● Exercise goal
Your answer should be one number: the count of lines in these entries that hold the word "crate".

● Data excerpts
▼

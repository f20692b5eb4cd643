//! Wires the sync core into the Leptos reactive graph.
//!
//! `AuthActions::install` builds the browser `AuthSync`, mirrors every state
//! transition into the shared `RwSignal<AuthState>`, installs the cross-tab
//! and visibility watchers, and spawns the identity event loop. Outside the
//! browser it does nothing and the state stays in its loading default.

use leptos::prelude::*;

use super::auth::AuthState;
#[cfg(feature = "hydrate")]
use super::sync::AuthSync;
#[cfg(feature = "hydrate")]
use crate::net::{api::HttpBackend, identity::BridgeIdentityProvider};
#[cfg(feature = "hydrate")]
use crate::util::token_store::BrowserTokenStore;

/// The sync core as assembled for the browser.
#[cfg(feature = "hydrate")]
pub type BrowserAuthSync = AuthSync<BridgeIdentityProvider, HttpBackend, BrowserTokenStore>;

/// Imperative auth operations for UI collaborators, provided via context.
#[derive(Clone, Copy)]
pub struct AuthActions {
    #[cfg(feature = "hydrate")]
    sync: StoredValue<Option<BrowserAuthSync>, LocalStorage>,
}

impl AuthActions {
    /// Start auth synchronization and publish transitions into `auth`.
    pub fn install(auth: RwSignal<AuthState>) -> Self {
        #[cfg(feature = "hydrate")]
        {
            let config = crate::config::AuthConfig::from_build_env();
            let sync = match BridgeIdentityProvider::from_window(&config.bridge_global) {
                Ok(provider) => {
                    let sync = AuthSync::new(
                        provider,
                        HttpBackend::new(&config),
                        BrowserTokenStore::new(&config.token_key),
                    );
                    sync.on_change(move |state| auth.set(state.clone()));
                    crate::util::watchers::install_storage_watcher(sync.clone());
                    crate::util::watchers::install_visibility_watcher(sync.clone());
                    let runner = sync.clone();
                    leptos::task::spawn_local(async move { runner.run().await });
                    Some(sync)
                }
                Err(e) => {
                    log::error!("auth disabled: {e}");
                    auth.update(AuthState::clear);
                    None
                }
            };
            Self { sync: StoredValue::new_local(sync) }
        }
        #[cfg(not(feature = "hydrate"))]
        {
            let _ = auth;
            Self {}
        }
    }

    /// Log out of the identity provider and the backend. Idempotent.
    pub fn logout(self) {
        #[cfg(feature = "hydrate")]
        {
            if let Some(sync) = self.sync.try_get_value().flatten() {
                leptos::task::spawn_local(async move { sync.logout().await });
            }
        }
    }
}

▲

● Reply to the task
5